The objective of our project work is to create an integrated dataset consisting of several attributes related to books. This task can have several use cases, with the most straightforward one being enacting a catalog of books, similar to those maintained by several National Libraries. Other use cases may include building a content-based recommender system or observing pricing attributes across different platforms where the respective books are sold. Relevant data is widely available across various platforms, such as Google Books, Goodreads, or Amazon. As book data is actively maintained, we can exploit many other data sources should unexpected issues arise during data integration.

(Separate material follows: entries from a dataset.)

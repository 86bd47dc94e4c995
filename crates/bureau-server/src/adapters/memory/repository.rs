//! In-memory implementation of EntityRepository
//!
//! Each call takes the lock once and releases it before returning, so a
//! single store operation is atomic and no lock is held across an await.

use std::sync::{Arc, RwLock, RwLockReadGuard, RwLockWriteGuard};

use async_trait::async_trait;
use bureau::{Clock, DomainError, Entity, EntityRepository, Filter, IdGenerator, Mutation};
use uuid::Uuid;

use super::store::EntityStore;

pub struct InMemoryRepository<T: Entity> {
    store: RwLock<EntityStore<T>>,
}

impl<T: Entity> InMemoryRepository<T> {
    pub fn new(ids: Arc<dyn IdGenerator>, clock: Arc<dyn Clock>) -> Self {
        Self {
            store: RwLock::new(EntityStore::new(ids, clock)),
        }
    }

    fn read(&self) -> Result<RwLockReadGuard<'_, EntityStore<T>>, DomainError> {
        self.store
            .read()
            .map_err(|_| DomainError::Repository(format!("{} store lock poisoned", T::ENTITY_TYPE)))
    }

    fn write(&self) -> Result<RwLockWriteGuard<'_, EntityStore<T>>, DomainError> {
        self.store
            .write()
            .map_err(|_| DomainError::Repository(format!("{} store lock poisoned", T::ENTITY_TYPE)))
    }
}

#[async_trait]
impl<T: Entity> EntityRepository<T> for InMemoryRepository<T> {
    async fn create(&self, draft: T::Draft) -> Result<T, DomainError> {
        self.write()?.create(draft)
    }

    async fn find_by_id(&self, id: Uuid) -> Result<Option<T>, DomainError> {
        Ok(self.read()?.get(id))
    }

    async fn find_all(&self) -> Result<Vec<T>, DomainError> {
        Ok(self.read()?.all())
    }

    async fn find_where(&self, filter: &Filter) -> Result<Vec<T>, DomainError> {
        self.read()?.filter(filter)
    }

    async fn find_by_index(&self, index: &str, key: &str) -> Result<Vec<T>, DomainError> {
        self.read()?.by_index(index, key)
    }

    async fn update(&self, id: Uuid, patch: T::Patch) -> Result<T, DomainError> {
        self.write()?.update(id, patch)
    }

    async fn modify<'a>(&self, id: Uuid, change: Mutation<'a, T>) -> Result<T, DomainError> {
        self.write()?.modify(id, change)
    }

    async fn delete(&self, id: Uuid) -> Result<bool, DomainError> {
        Ok(self.write()?.delete(id))
    }
}

#[cfg(test)]
mod tests {
    use super::*;
    use crate::adapters::{ManualClock, SequentialIds};
    use bureau::domain::{EmployeePatch, NewEmployee};
    use bureau::{Employee, Repo};
    use chrono::{NaiveDate, Utc};

    fn repo() -> Repo<Employee> {
        Arc::new(InMemoryRepository::new(
            Arc::new(SequentialIds::new()),
            Arc::new(ManualClock::new(Utc::now())),
        ))
    }

    fn hire(first: &str, department: &str, manager_id: Option<Uuid>) -> NewEmployee {
        NewEmployee {
            first_name: first.to_string(),
            last_name: "Durand".to_string(),
            email: format!("{}@bureau.test", first.to_lowercase()),
            department: department.to_string(),
            position: "Engineer".to_string(),
            manager_id,
            hire_date: NaiveDate::from_ymd_opt(2024, 1, 8).unwrap(),
            salary: 48_000.0,
            status: None,
        }
    }

    #[tokio::test]
    async fn test_repository_round_trip_and_indexes() {
        let repo = repo();
        let lead = repo.create(hire("Ines", "Engineering", None)).await.unwrap();
        let report = repo
            .create(hire("Hugo", "Engineering", Some(lead.id)))
            .await
            .unwrap();

        assert_eq!(repo.find_by_id(report.id).await.unwrap(), Some(report.clone()));
        let reports = repo
            .find_by_index(Employee::BY_MANAGER, &lead.id.to_string())
            .await
            .unwrap();
        assert_eq!(reports, vec![report.clone()]);

        repo.update(
            report.id,
            EmployeePatch {
                manager_id: Some(None),
                ..Default::default()
            },
        )
        .await
        .unwrap();
        assert!(repo
            .find_by_index(Employee::BY_MANAGER, &lead.id.to_string())
            .await
            .unwrap()
            .is_empty());

        assert!(repo.delete(lead.id).await.unwrap());
        assert_eq!(repo.find_all().await.unwrap().len(), 1);
    }
}
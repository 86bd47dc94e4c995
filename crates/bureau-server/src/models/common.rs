//! Shared request shapes

use bureau::{Filter, FilterClause};
use serde::{Deserialize, Deserializer, Serialize};
use utoipa::{IntoParams, ToSchema};

/// Distinguishes an absent field (`None`) from an explicit `null` (`Some(None)`)
pub(crate) fn double_option<'de, D, T>(deserializer: D) -> Result<Option<Option<T>>, D::Error>
where
    D: Deserializer<'de>,
    T: Deserialize<'de>,
{
    Option::<T>::deserialize(deserializer).map(Some)
}

/// ANDed filter clauses, e.g. `{"clauses": [{"field": "city", "operator": "equals", "value": "Paris"}]}`
#[derive(Debug, Default, Deserialize, ToSchema)]
pub struct FilterRequest {
    #[serde(default)]
    #[schema(value_type = Vec<Object>)]
    pub clauses: Vec<FilterClause>,
}

impl From<FilterRequest> for Filter {
    fn from(request: FilterRequest) -> Self {
        Filter::from(request.clauses)
    }
}

/// Text search with optional filter clauses
#[derive(Debug, Default, Deserialize, ToSchema)]
pub struct SearchRequest {
    /// Empty query lists every filtered record, unscored
    #[serde(default)]
    pub query: String,
    #[serde(default)]
    #[schema(value_type = Vec<Object>)]
    pub filters: Vec<FilterClause>,
}

/// `?recursive=true` cascades to dependents
#[derive(Debug, Default, Deserialize, IntoParams)]
#[into_params(parameter_in = Query)]
pub struct DeleteParams {
    #[serde(default)]
    pub recursive: bool,
}

#[derive(Debug, Serialize, ToSchema)]
pub struct StatusResponse {
    pub status: String,
    pub message: String,
}

impl StatusResponse {
    pub fn ok(message: impl Into<String>) -> Self {
        Self {
            status: "ok".to_string(),
            message: message.into(),
        }
    }
}
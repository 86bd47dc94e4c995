//! Marketing DTOs

use chrono::{DateTime, Utc};
use serde::{Deserialize, Serialize};
use utoipa::{IntoParams, ToSchema};
use uuid::Uuid;

use bureau::domain::{ContactPatch, NewContact, NewSegment, SegmentPatch};
use bureau::{Contact, FilterClause, Scored, Segment};

use super::common::double_option;

// ============================================
// Contacts
// ============================================

#[derive(Debug, Serialize, ToSchema)]
pub struct ContactResponse {
    pub id: Uuid,
    pub first_name: String,
    pub last_name: String,
    pub email: String,
    pub phone: Option<String>,
    pub company: Option<String>,
    pub city: Option<String>,
    pub tags: Vec<String>,
    pub lead_score: u32,
    pub subscribed: bool,
    pub created_at: DateTime<Utc>,
    pub updated_at: DateTime<Utc>,
}

impl From<Contact> for ContactResponse {
    fn from(c: Contact) -> Self {
        Self {
            id: c.id,
            first_name: c.first_name,
            last_name: c.last_name,
            email: c.email,
            phone: c.phone,
            company: c.company,
            city: c.city,
            tags: c.tags,
            lead_score: c.lead_score,
            subscribed: c.subscribed,
            created_at: c.created_at,
            updated_at: c.updated_at,
        }
    }
}

#[derive(Debug, Deserialize, ToSchema)]
pub struct CreateContactRequest {
    pub first_name: String,
    pub last_name: String,
    pub email: String,
    pub phone: Option<String>,
    pub company: Option<String>,
    pub city: Option<String>,
    #[serde(default)]
    pub tags: Vec<String>,
    /// 0..=100
    #[serde(default)]
    pub lead_score: u32,
    #[serde(default)]
    pub subscribed: bool,
}

impl From<CreateContactRequest> for NewContact {
    fn from(r: CreateContactRequest) -> Self {
        NewContact {
            first_name: r.first_name,
            last_name: r.last_name,
            email: r.email,
            phone: r.phone,
            company: r.company,
            city: r.city,
            tags: r.tags,
            lead_score: r.lead_score,
            subscribed: r.subscribed,
        }
    }
}

#[derive(Debug, Deserialize, ToSchema)]
pub struct UpdateContactRequest {
    pub first_name: Option<String>,
    pub last_name: Option<String>,
    pub email: Option<String>,
    #[serde(default, deserialize_with = "double_option")]
    #[schema(value_type = Option<String>)]
    pub phone: Option<Option<String>>,
    #[serde(default, deserialize_with = "double_option")]
    #[schema(value_type = Option<String>)]
    pub company: Option<Option<String>>,
    #[serde(default, deserialize_with = "double_option")]
    #[schema(value_type = Option<String>)]
    pub city: Option<Option<String>>,
    pub tags: Option<Vec<String>>,
    pub lead_score: Option<u32>,
    pub subscribed: Option<bool>,
}

impl From<UpdateContactRequest> for ContactPatch {
    fn from(r: UpdateContactRequest) -> Self {
        ContactPatch {
            first_name: r.first_name,
            last_name: r.last_name,
            email: r.email,
            phone: r.phone,
            company: r.company,
            city: r.city,
            tags: r.tags,
            lead_score: r.lead_score,
            subscribed: r.subscribed,
        }
    }
}

#[derive(Debug, Deserialize, IntoParams)]
#[into_params(parameter_in = Query)]
pub struct ContactListParams {
    pub tag: Option<String>,
    pub city: Option<String>,
}

#[derive(Debug, Serialize, ToSchema)]
pub struct ContactSearchHit {
    pub contact: ContactResponse,
    pub score: Option<u32>,
}

impl From<Scored<Contact>> for ContactSearchHit {
    fn from(s: Scored<Contact>) -> Self {
        Self {
            contact: s.item.into(),
            score: s.score,
        }
    }
}

// ============================================
// Segments
// ============================================

#[derive(Debug, Serialize, ToSchema)]
pub struct SegmentResponse {
    pub id: Uuid,
    pub name: String,
    pub description: Option<String>,
    #[schema(value_type = Vec<Object>)]
    pub filter: Vec<FilterClause>,
    pub static_members: Vec<Uuid>,
    pub created_at: DateTime<Utc>,
    pub updated_at: DateTime<Utc>,
}

impl From<Segment> for SegmentResponse {
    fn from(s: Segment) -> Self {
        Self {
            id: s.id,
            name: s.name,
            description: s.description,
            filter: s.filter.clauses,
            static_members: s.static_members,
            created_at: s.created_at,
            updated_at: s.updated_at,
        }
    }
}

#[derive(Debug, Deserialize, ToSchema)]
pub struct CreateSegmentRequest {
    pub name: String,
    pub description: Option<String>,
    /// Contact filter; empty means static members only
    #[serde(default)]
    #[schema(value_type = Vec<Object>)]
    pub filter: Vec<FilterClause>,
}

impl From<CreateSegmentRequest> for NewSegment {
    fn from(r: CreateSegmentRequest) -> Self {
        NewSegment {
            name: r.name,
            description: r.description,
            filter: r.filter.into(),
        }
    }
}

#[derive(Debug, Deserialize, ToSchema)]
pub struct UpdateSegmentRequest {
    pub name: Option<String>,
    #[serde(default, deserialize_with = "double_option")]
    #[schema(value_type = Option<String>)]
    pub description: Option<Option<String>>,
    #[schema(value_type = Option<Vec<Object>>)]
    pub filter: Option<Vec<FilterClause>>,
}

impl From<UpdateSegmentRequest> for SegmentPatch {
    fn from(r: UpdateSegmentRequest) -> Self {
        SegmentPatch {
            name: r.name,
            description: r.description,
            filter: r.filter.map(Into::into),
        }
    }
}

#[derive(Debug, Deserialize, ToSchema)]
pub struct AddMemberRequest {
    pub contact_id: Uuid,
}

In this project, 3 datasets are being dealt with. All in csv format.
This dataset contains 49197 entities.
This dataset contains 27159 entities.
This dataset contains 271360 entities.
8 attributes are included in the target schema: title, authors, rating, pages, year, publisher, genres, price.
Example of the target schema in xml format:
<book>
<id>book1</id>
<title>bookTtitle</title>
<authors>
<author>
<name>author</name>
</author>
</authors>
<rating>4</rating>
<pages>0</pages>
<year>1000</year>
<publisher>xyz</publisher>
<genres>
<genre_type>comedy</genre_type>
</genres>
<price>15</price>
<language> english </language>
</book>
An overview of the datasets and the count of nulls/attributes will be found in the Exploring the data.ipynb.
The Data Translation was done using Altova mapfore2021 software. The files can be found in the Data Translation folder.
The data was cleaned and examined for duplicates. The nulls in Authors were dropped. More detailes are in Cleaning.ipynb.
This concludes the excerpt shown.